All of this requires no fundamental changes or alterations to the layer 1 protocol which in this case happens to be Ethereum. This consequently enables the Ethereum Layer-1 blockchain to handle data availability, security, and decentralization, whereas the layer 2s focuses on scaling, thereby taking the transactional load away from the Layer-1 blockchain, while the finalized proofs post back to the layer 1. Therefore, by abstracting the transactional load from the layer 1, the Ethereum blockchain, in this case, becomes less congested, and more scalable.
Similarly, Rollups have proven to be useful because they increase transaction throughput, reduce fees, and expand participation.

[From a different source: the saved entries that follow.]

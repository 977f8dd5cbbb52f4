//! Single-digit carry and borrow arithmetic in an arbitrary base.
//!
//! Every helper widens to `i64` before combining digits, so digit products
//! stay exact for any base up to `i32::MAX`.

use num_traits::AsPrimitive;

use crate::base::Base;

/// Add with carry: a + b + carry -> (digit, `new_carry`).
#[inline]
#[must_use]
#[allow(clippy::cast_possible_truncation)]
pub fn add_with_carry(base: Base, a: i32, b: i32, carry: i32) -> (i32, i32) {
    let sum = i64::from(a) + i64::from(b) + i64::from(carry);
    if sum >= base.wide() {
        ((sum - base.wide()) as i32, 1)
    } else {
        (sum as i32, 0)
    }
}

/// Subtract with borrow: a - b - borrow -> (digit, `new_borrow`).
#[inline]
#[must_use]
#[allow(clippy::cast_possible_truncation)]
pub fn sub_with_borrow(base: Base, a: i32, b: i32, borrow: i32) -> (i32, i32) {
    let diff = i64::from(a) - i64::from(b) - i64::from(borrow);
    if diff < 0 {
        ((diff + base.wide()) as i32, 1)
    } else {
        (diff as i32, 0)
    }
}

/// Multiply-accumulate: acc + a * b + carry -> (digit, `new_carry`).
#[inline]
#[must_use]
pub fn mul_add_carry(base: Base, acc: i64, a: i32, b: i32, carry: i64) -> (i64, i64) {
    let t = acc + i64::from(a) * i64::from(b) + carry;
    (t % base.wide(), t / base.wide())
}

/// Resolve every digit into `[0, base)`, moving the excess upward.
///
/// Digits may be negative or far above the base on entry (e.g. raw
/// convolution sums). Returns the carry that did not fit in `digits`.
pub fn perform_carry<D>(base: Base, digits: &mut [D]) -> i64
where
    D: AsPrimitive<i64>,
    i64: AsPrimitive<D>,
{
    let b = base.wide();
    let mut carry = 0i64;
    for digit in digits.iter_mut() {
        let value: i64 = (*digit).as_();
        let t = value + carry;
        *digit = t.rem_euclid(b).as_();
        carry = t.div_euclid(b);
    }
    carry
}

/// Multiply `a` by a small non-negative factor into `result`.
///
/// Digits of the product beyond `result.len()` are dropped; the returned
/// value is the carry out of the last written digit.
#[allow(clippy::cast_possible_truncation)]
pub fn multiply_by_small(base: Base, result: &mut [i32], a: &[i32], k: i32) -> i64 {
    let mut carry = 0i64;
    for (i, slot) in result.iter_mut().enumerate() {
        let digit = a.get(i).copied().unwrap_or(0);
        let t = i64::from(digit) * i64::from(k) + carry;
        *slot = (t % base.wide()) as i32;
        carry = t / base.wide();
    }
    carry
}

#[cfg(test)]
mod tests {
    use super::*;

    #[test]
    fn add_carry_overflows_base() {
        assert_eq!(add_with_carry(Base::DECIMAL, 9, 1, 0), (0, 1));
        assert_eq!(add_with_carry(Base::DECIMAL, 9, 9, 1), (9, 1));
        assert_eq!(add_with_carry(Base::DECIMAL, 3, 4, 0), (7, 0));
    }

    #[test]
    fn add_carry_large_base() {
        let base = Base::new(i32::MAX).unwrap();
        assert_eq!(
            add_with_carry(base, i32::MAX - 1, i32::MAX - 1, 1),
            (i32::MAX - 1, 1)
        );
    }

    #[test]
    fn sub_borrow_underflows() {
        assert_eq!(sub_with_borrow(Base::DECIMAL, 5, 8, 0), (7, 1));
        assert_eq!(sub_with_borrow(Base::DECIMAL, 0, 0, 1), (9, 1));
        assert_eq!(sub_with_borrow(Base::DECIMAL, 8, 5, 1), (2, 0));
    }

    #[test]
    fn mul_add_carry_splits_digit() {
        assert_eq!(mul_add_carry(Base::DECIMAL, 3, 7, 8, 2), (1, 6));
        assert_eq!(mul_add_carry(Base::DEFAULT, 0, 9_999, 9_999, 0), (1, 9_998));
    }

    #[test]
    fn perform_carry_resolves_oversized_digits() {
        let mut digits: Vec<i64> = vec![25, 13, 0, 0];
        let carry = perform_carry(Base::DECIMAL, &mut digits);
        assert_eq!(digits, vec![5, 5, 1, 0]);
        assert_eq!(carry, 0);
    }

    #[test]
    fn perform_carry_resolves_negative_digits() {
        // 1*100 + (-3)*10 + 5 = 75
        let mut digits: Vec<i32> = vec![5, -3, 1];
        let carry = perform_carry(Base::DECIMAL, &mut digits);
        assert_eq!(digits, vec![5, 7, 0]);
        assert_eq!(carry, 0);
    }

    #[test]
    fn perform_carry_reports_overflow() {
        let mut digits: Vec<i64> = vec![99, 9];
        let carry = perform_carry(Base::DECIMAL, &mut digits);
        assert_eq!(digits, vec![9, 8]);
        assert_eq!(carry, 1);
    }

    #[test]
    fn perform_carry_empty() {
        let mut digits: Vec<i32> = vec![];
        assert_eq!(perform_carry(Base::DECIMAL, &mut digits), 0);
    }

    #[test]
    fn multiply_by_small_extends() {
        let mut out = vec![0; 4];
        // 997 * 3 = 2991
        let carry = multiply_by_small(Base::DECIMAL, &mut out, &[7, 9, 9], 3);
        assert_eq!(out, vec![1, 9, 9, 2]);
        assert_eq!(carry, 0);
    }

    #[test]
    fn multiply_by_small_truncates() {
        let mut out = vec![0; 2];
        let carry = multiply_by_small(Base::DECIMAL, &mut out, &[9, 9], 9);
        assert_eq!(out, vec![1, 9]);
        assert_eq!(carry, 8);
    }
}
#![no_main]

use libfuzzer_sys::fuzz_target;

use longarith::digits::{compare, equals};
use longarith::{add, divide, multiply_karatsuba, Base};

fuzz_target!(|data: &[u8]| {
    let Some((&selector, rest)) = data.split_first() else {
        return;
    };
    let base = if selector % 2 == 0 { 10 } else { 256 };
    let desc = Base::new(base).unwrap();

    // Dividend from the first two thirds, divisor from the rest.
    let (dividend, divisor) = rest.split_at(rest.len() * 2 / 3);
    let a: Vec<i32> = dividend.iter().map(|&x| i32::from(x) % base).collect();
    let b: Vec<i32> = divisor.iter().map(|&x| i32::from(x) % base).collect();
    if a.is_empty() || b.iter().all(|&d| d == 0) {
        return;
    }

    let (q, r) = divide(desc, &a, &b).unwrap();
    assert!(compare(&r, &b).is_lt(), "remainder not below divisor");

    // q * b + r == a
    let qb = multiply_karatsuba(desc, &q, &b).unwrap();
    let mut back = vec![0; qb.len().max(r.len()) + 1];
    add(desc, &mut back, &[&qb, &r]).unwrap();
    assert!(equals(&back, &a), "q*b + r != a");
});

There are two kinds of rollups with different security measures:
§ Optimistic rollups assume transactions are valid by default and primarily runs its computation through a fraud proof method.
§ Zero-knowledge rollups runs computation off-chain and submit a validity proof to the main-chain.
Some of the popular Layer 2 scalability solutions like Optimism, Starkware, and Arbitrum provide scaling for blockchains so that a growing number of exchanges and platforms are able to use the Ethereum network without the hassle of high gas fees or lengthy processing times for transactions.
In Conclusion, the Ethereum blockchain is arguably the most widely used blockchain. However, this does not imply that it doesn’t have its associated challenges, just as explained in this report primarily in terms of the slow transaction times and expensive gas fees that hinders mass adoption. Hence, Ethereum Layer 2s built on top of the Ethereum blockchain aims to keep transactions secure, speedy, and scalable. The practical use cases of Ethereum Layer 2s can already be seen on the practical horizon with systems such as mainstream photo-sharing application Instagram using the Polygon network for its upcoming in-app NFT minting functionality. Furthermore, the largest NFT marketplace Opensea recently offered support for Arbitrum in order to provide users access to NFTs without incurring high gas fees.
Each individual solution has its own pros and cons to consider such as throughput, gas fees, security, functionality, scalability, and interoperability. No single layer 2 solution currently fulfills all these needs. For example, some of the Zero Knowledge (ZK) do not offer seamless support for Ethereum Virtual Machine (EVM). In addition, validity proofs are extreme for Optimistic Rollups to compute for smaller applications with less on-chain activity.
Despite these challenges, Ethereum layer 2 solutions still have serious potentials to transform the blockchain landscape and provide the needed scalability needed to facilitate mass adoption.